**Your task:** In the material below, tally the lines that include the string "await", then write down only the total.

**Records for processing:**
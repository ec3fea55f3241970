//! GamePulse CLI - inspect, canonicalize and run dashboard URLs

mod config;
mod logging;

use std::io::{self, Read};
use std::path::{Path, PathBuf};

use anyhow::{Context, Result};
use clap::{Parser, Subcommand};
use serde::Serialize;
use tracing::{info, warn};

use gamepulse_core::presets::{self, PresetGroup};
use gamepulse_core::url::{self, CompareSet, QueryParams};
use gamepulse_core::{FilterController, FilterState, QueryClient};

#[derive(Parser)]
#[command(name = "gamepulse-cli")]
#[command(author, version, about = "GamePulse dashboard URL and query tool", long_about = None)]
struct Cli {
    /// Config file (TOML); defaults to <data dir>/gamepulse/config.toml
    #[arg(long, global = true)]
    config: Option<PathBuf>,

    /// Also write logs to a daily rolling file in this directory
    #[arg(long, global = true)]
    log_dir: Option<PathBuf>,

    /// RPC gateway base URL
    #[arg(long, global = true, env = "GAMEPULSE_API_URL")]
    api_url: Option<String>,

    /// API key sent with every request
    #[arg(long, global = true, env = "GAMEPULSE_API_KEY", hide_env_values = true)]
    api_key: Option<String>,

    #[command(subcommand)]
    command: Commands,
}

#[derive(Subcommand)]
enum Commands {
    /// Print the filter state encoded in a URL as JSON
    Decode {
        /// Dashboard URL or query string ("-" reads stdin)
        input: String,

        /// Pretty-print the JSON
        #[arg(long)]
        pretty: bool,
    },

    /// Build the canonical query string for a filter state JSON document
    Encode {
        /// Read the JSON from a file instead of stdin
        #[arg(short, long)]
        file: Option<PathBuf>,
    },

    /// Rewrite a URL into its canonical query string
    Normalize {
        /// Dashboard URL or query string ("-" reads stdin)
        input: String,
    },

    /// Summarize the filters, presets and compare set of a URL
    Inspect {
        /// Dashboard URL or query string ("-" reads stdin)
        input: String,

        /// Print the report as JSON
        #[arg(long)]
        json: bool,
    },

    /// Run the filters of a URL against the remote API
    Query {
        /// Dashboard URL or query string ("-" reads stdin)
        input: String,

        /// Pretty-print the JSON
        #[arg(long)]
        pretty: bool,
    },
}

#[tokio::main]
async fn main() -> Result<()> {
    let cli = Cli::parse();
    let _guard = logging::init_logging(cli.log_dir.as_deref());

    match cli.command {
        Commands::Decode { input, pretty } => {
            let state = url::decode(&QueryParams::parse(&read_input(&input)?));
            println!("{}", to_json(&state, pretty)?);
        }
        Commands::Encode { file } => {
            println!("{}", cmd_encode(file.as_deref())?);
        }
        Commands::Normalize { input } => {
            let controller = FilterController::from_query(&read_input(&input)?);
            println!("{}", controller.query_string());
        }
        Commands::Inspect { input, json } => {
            let report = InspectReport::from_query(&read_input(&input)?);
            if json {
                println!("{}", to_json(&report, true)?);
            } else {
                print!("{}", report.render());
            }
        }
        Commands::Query { input, pretty } => {
            let config = config::load_config(cli.config.as_deref())?;
            let config = config::apply_overrides(config, cli.api_url, cli.api_key);
            let results = cmd_query(config, &read_input(&input)?).await?;
            println!("{}", to_json(&results, pretty)?);
        }
    }

    Ok(())
}

/// Read a positional input, where `-` means stdin.
fn read_input(input: &str) -> Result<String> {
    if input == "-" {
        let mut text = String::new();
        io::stdin()
            .read_to_string(&mut text)
            .context("Failed to read stdin")?;
        Ok(text.trim().to_string())
    } else {
        Ok(input.to_string())
    }
}

fn to_json<T: Serialize>(value: &T, pretty: bool) -> Result<String> {
    let text = if pretty {
        serde_json::to_string_pretty(value)
    } else {
        serde_json::to_string(value)
    };
    text.context("Failed to serialize output")
}

fn cmd_encode(file: Option<&Path>) -> Result<String> {
    let text = match file {
        Some(path) => std::fs::read_to_string(path)
            .with_context(|| format!("Failed to read {}", path.display()))?,
        None => read_input("-")?,
    };
    encode_json(&text)
}

fn encode_json(text: &str) -> Result<String> {
    let state: FilterState = serde_json::from_str(text).context("Invalid filter state JSON")?;
    Ok(url::encode(&state).to_query_string())
}

async fn cmd_query(config: gamepulse_core::QueryConfig, input: &str) -> Result<gamepulse_core::QueryResults> {
    let mut controller = FilterController::default();
    let commit = controller.navigate(input);
    info!(commit = %commit.id, query = %commit.query, base_url = %config.base_url, "Running query");

    let client = QueryClient::new(config).context("Failed to create HTTP client")?;
    match client.run(&commit.state).await {
        Ok(results) => {
            info!(rows = results.rows.len(), "Query finished");
            Ok(results)
        }
        Err(e) => {
            warn!(error = %e, "Query failed");
            anyhow::bail!("{}", e.user_message())
        }
    }
}

// ============================================================================
// Inspect
// ============================================================================

#[derive(Debug, Serialize)]
struct InspectReport {
    query: String,
    active_filters: usize,
    summary: String,
    presets: Vec<ActivePreset>,
    compare: Vec<u32>,
}

#[derive(Debug, Serialize)]
struct ActivePreset {
    group: PresetGroup,
    preset: presets::PresetId,
}

impl InspectReport {
    fn from_query(input: &str) -> Self {
        let params = QueryParams::parse(input);
        let state = url::decode(&params);
        let compare = CompareSet::decode(&params);

        let mut canonical = url::encode(&state);
        compare.encode_into(&mut canonical);

        let presets = PresetGroup::ALL
            .iter()
            .filter_map(|group| {
                presets::active_preset(&state, *group).map(|preset| ActivePreset { group: *group, preset })
            })
            .collect();

        Self {
            query: canonical.to_query_string(),
            active_filters: state.active_filter_count(),
            summary: state.describe(),
            presets,
            compare: compare.ids().to_vec(),
        }
    }

    fn render(&self) -> String {
        let presets = if self.presets.is_empty() {
            "-".to_string()
        } else {
            self.presets
                .iter()
                .map(|p| format!("{}: {}", p.group.field().label(), p.preset.label()))
                .collect::<Vec<_>>()
                .join(", ")
        };
        let compare = if self.compare.is_empty() {
            "-".to_string()
        } else {
            self.compare.iter().map(|id| id.to_string()).collect::<Vec<_>>().join(", ")
        };

        format!(
            "Query:          {}\nActive filters: {}\nSummary:        {}\nPresets:        {}\nCompare:        {}\n",
            if self.query.is_empty() { "-" } else { &self.query },
            self.active_filters,
            self.summary,
            presets,
            compare,
        )
    }
}

#[cfg(test)]
mod tests {
    use super::*;
    use clap::CommandFactory;
    use gamepulse_core::presets::PresetId;

    #[test]
    fn test_cli_definition() {
        Cli::command().debug_assert();
    }

    #[test]
    fn test_global_flags_after_subcommand() {
        let cli = Cli::try_parse_from([
            "gamepulse-cli",
            "query",
            "?genres=1",
            "--api-url",
            "http://localhost:9999",
            "--log-dir",
            "/tmp/logs",
        ])
        .unwrap();
        assert_eq!(cli.api_url.as_deref(), Some("http://localhost:9999"));
        assert_eq!(cli.log_dir, Some(PathBuf::from("/tmp/logs")));
        assert!(matches!(cli.command, Commands::Query { pretty: false, .. }));
    }

    #[test]
    fn test_encode_json() {
        let query = encode_json(r#"{"type":"dlc","genres":{"ids":[1,2],"mode":"any"},"price":{"max":19.99}}"#).unwrap();
        assert_eq!(query, "type=dlc&maxPrice=19.99&genres=1,2&genreMode=any");

        assert_eq!(encode_json("{}").unwrap(), "");
        assert!(encode_json("[1, 2]").is_err());
    }

    #[test]
    fn test_inspect_report() {
        let report = InspectReport::from_query("https://example.com/?minGrowth7d=10&compare=730,570,730&junk=1");
        assert_eq!(report.query, "minGrowth7d=10&compare=730,570");
        assert_eq!(report.active_filters, 1);
        assert_eq!(report.compare, vec![730, 570]);
        assert_eq!(report.presets.len(), 1);
        assert_eq!(report.presets[0].group, PresetGroup::Growth7d);
        assert_eq!(report.presets[0].preset, PresetId::Growing);

        let text = report.render();
        assert!(text.contains("Presets:        Growth 7d: Growing"));
        assert!(text.contains("Compare:        730, 570"));
    }

    #[tokio::test]
    async fn test_query_reports_unreachable_server() {
        // Bind then drop to get a port nobody listens on
        let listener = std::net::TcpListener::bind("127.0.0.1:0").unwrap();
        let addr = listener.local_addr().unwrap();
        drop(listener);

        let config = gamepulse_core::QueryConfig {
            base_url: format!("http://{}", addr),
            timeout_ms: 2_000,
            ..Default::default()
        };
        let err = cmd_query(config, "?genres=1").await.unwrap_err();
        assert!(err.to_string().contains("try again"), "{err}");
    }

    #[test]
    fn test_inspect_default_state() {
        let report = InspectReport::from_query("");
        assert_eq!(report.active_filters, 0);
        assert!(report.render().starts_with("Query:          -\n"));
    }
}
mod preset_bar;
mod range_filter;
mod results_table;
mod search_box;
mod sidebar;
mod toolbar;

pub use preset_bar::PresetBar;
pub use range_filter::RangeFilter;
pub use results_table::ResultsTable;
pub use search_box::SearchBox;
pub use sidebar::Sidebar;
pub use toolbar::Toolbar;
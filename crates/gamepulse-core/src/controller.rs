//! Owner of the live filter state
//!
//! The controller is the only writer of `FilterState`. Every state change is
//! stamped with a fresh `CommitId`; remote results carry the id of the commit
//! that requested them and are applied only while that id is still current,
//! so a slow response can never overwrite a newer one.

use std::fmt;

use serde::Serialize;
use tracing::debug;

use crate::commands::{FilterCommand, reduce};
use crate::filters::FilterState;
use crate::url::{self, CompareSet, QueryParams};

/// Monotonic identity of a committed state
#[derive(Debug, Clone, Copy, PartialEq, Eq, PartialOrd, Ord, Hash, Serialize)]
pub struct CommitId(u64);

impl CommitId {
    pub fn value(self) -> u64 {
        self.0
    }
}

impl fmt::Display for CommitId {
    fn fmt(&self, f: &mut fmt::Formatter<'_>) -> fmt::Result {
        write!(f, "#{}", self.0)
    }
}

/// A state change that should be reflected in the URL and re-queried
#[derive(Debug, Clone, PartialEq)]
pub struct Commit {
    pub id: CommitId,
    pub state: FilterState,
    /// Canonical query string, without the leading `?`
    pub query: String,
}

#[derive(Debug, Clone)]
pub struct FilterController {
    state: FilterState,
    compare: CompareSet,
    query: String,
    current: CommitId,
}

impl Default for FilterController {
    fn default() -> Self {
        Self::new(FilterState::default())
    }
}

impl FilterController {
    pub fn new(state: FilterState) -> Self {
        let mut controller = Self {
            state,
            compare: CompareSet::new(),
            query: String::new(),
            current: CommitId(0),
        };
        controller.query = controller.encode();
        controller
    }

    /// Start from a URL or bare query string (initial page load).
    pub fn from_query(query: &str) -> Self {
        let params = QueryParams::parse(query);
        let mut controller = Self::new(url::decode(&params));
        controller.compare = CompareSet::decode(&params);
        controller.query = controller.encode();
        controller
    }

    pub fn state(&self) -> &FilterState {
        &self.state
    }

    pub fn compare(&self) -> &CompareSet {
        &self.compare
    }

    /// Canonical query string for the current state, without the leading `?`
    pub fn query_string(&self) -> &str {
        &self.query
    }

    /// `?query`, or an empty string when every value is at its default
    pub fn location_search(&self) -> String {
        if self.query.is_empty() {
            String::new()
        } else {
            format!("?{}", self.query)
        }
    }

    pub fn current_id(&self) -> CommitId {
        self.current
    }

    /// Whether results requested under `id` may still be applied
    pub fn is_current(&self, id: CommitId) -> bool {
        id == self.current
    }

    /// Apply a command. Commands that leave the state unchanged produce no
    /// commit.
    pub fn dispatch(&mut self, command: FilterCommand) -> Option<Commit> {
        let next = reduce(&self.state, command);
        if next == self.state {
            return None;
        }
        self.state = next;
        Some(self.commit())
    }

    /// Replace the state from a URL (back/forward, pasted link). Always a
    /// commit so in-flight results from before the navigation are dropped.
    pub fn navigate(&mut self, query: &str) -> Commit {
        let params = QueryParams::parse(query);
        self.state = url::decode(&params);
        self.compare = CompareSet::decode(&params);
        self.commit()
    }

    /// Add or remove an app from the compare set. Only the URL changes; the
    /// result set does not, so no commit is issued.
    pub fn toggle_compare(&mut self, app_id: u32) -> bool {
        let changed = self.compare.toggle(app_id);
        if changed {
            self.query = self.encode();
        }
        changed
    }

    pub fn clear_compare(&mut self) {
        self.compare.clear();
        self.query = self.encode();
    }

    fn commit(&mut self) -> Commit {
        self.current = CommitId(self.current.0 + 1);
        self.query = self.encode();
        debug!(
            commit = %self.current,
            query = %self.query,
            active_filters = self.state.active_filter_count(),
            "Committed filter state"
        );
        Commit {
            id: self.current,
            state: self.state.clone(),
            query: self.query.clone(),
        }
    }

    fn encode(&self) -> String {
        let mut params = url::encode(&self.state);
        self.compare.encode_into(&mut params);
        params.to_query_string()
    }
}
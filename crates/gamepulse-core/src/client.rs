//! Native remote query client (`reqwest` + `tokio`)
//!
//! No automatic retries: a timeout is reported as such and the caller decides
//! whether to try again.

use std::time::Duration;

use serde_json::Value;
use tracing::{info, warn};

use crate::filters::FilterState;
use crate::query::{AggregateStats, QueryConfig, QueryError, QueryRequest, QueryResults, ResultRow};

#[derive(Debug, Clone)]
pub struct QueryClient {
    config: QueryConfig,
    client: reqwest::Client,
}

impl QueryClient {
    pub fn new(config: QueryConfig) -> Result<Self, QueryError> {
        let client = reqwest::Client::builder()
            .user_agent(concat!("gamepulse/", env!("CARGO_PKG_VERSION")))
            .timeout(config.timeout())
            .build()
            .map_err(|e| QueryError::Network(e.to_string()))?;

        Ok(Self { config, client })
    }

    pub fn config(&self) -> &QueryConfig {
        &self.config
    }

    /// Fetch one page of rows for the state's filters, limit and offset.
    pub async fn fetch_rows(&self, state: &FilterState) -> Result<Vec<ResultRow>, QueryError> {
        let payload = QueryRequest::from_state(state).with_paging(state.limit, state.offset);
        let body = self.call(&self.config.rows_procedure, &payload).await?;
        serde_json::from_value(body).map_err(|e| QueryError::Decode(e.to_string()))
    }

    /// Fetch aggregate stats for the state's filters.
    pub async fn fetch_stats(&self, state: &FilterState) -> Result<AggregateStats, QueryError> {
        let payload = QueryRequest::from_state(state);
        let body = self.call(&self.config.stats_procedure, &payload).await?;
        AggregateStats::from_response(body)
    }

    /// Rows and stats, requested concurrently.
    pub async fn run(&self, state: &FilterState) -> Result<QueryResults, QueryError> {
        let (rows, stats) = tokio::try_join!(self.fetch_rows(state), self.fetch_stats(state))?;
        Ok(QueryResults { rows, stats })
    }

    async fn call(&self, procedure: &str, payload: &QueryRequest) -> Result<Value, QueryError> {
        let url = self.config.procedure_url(procedure);
        let timeout = self.config.timeout();
        info!(procedure, args = payload.len(), "Calling remote procedure");

        let mut request = self.client.post(&url).json(payload);
        if let Some(key) = self.config.api_key.as_deref().filter(|k| !k.is_empty()) {
            request = request.header("apikey", key).bearer_auth(key);
        }

        let response = request.send().await.map_err(|e| {
            let err = map_reqwest_error(e, timeout);
            warn!(procedure, error = %err, "Remote procedure failed");
            err
        })?;

        let status = response.status();
        let bytes = response
            .bytes()
            .await
            .map_err(|e| map_reqwest_error(e, timeout))?;

        if !status.is_success() {
            let err = QueryError::from_response_body(status.as_u16(), &String::from_utf8_lossy(&bytes));
            warn!(procedure, error = %err, "Remote procedure returned an error");
            return Err(err);
        }

        serde_json::from_slice(&bytes).map_err(|e| {
            warn!(procedure, error = %e, "Could not decode remote response");
            QueryError::Decode(e.to_string())
        })
    }
}

fn map_reqwest_error(err: reqwest::Error, timeout: Duration) -> QueryError {
    if err.is_timeout() {
        QueryError::Timeout(timeout)
    } else if err.is_decode() {
        QueryError::Decode(err.to_string())
    } else {
        QueryError::Network(err.to_string())
    }
}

**Reply to the exercise:** 7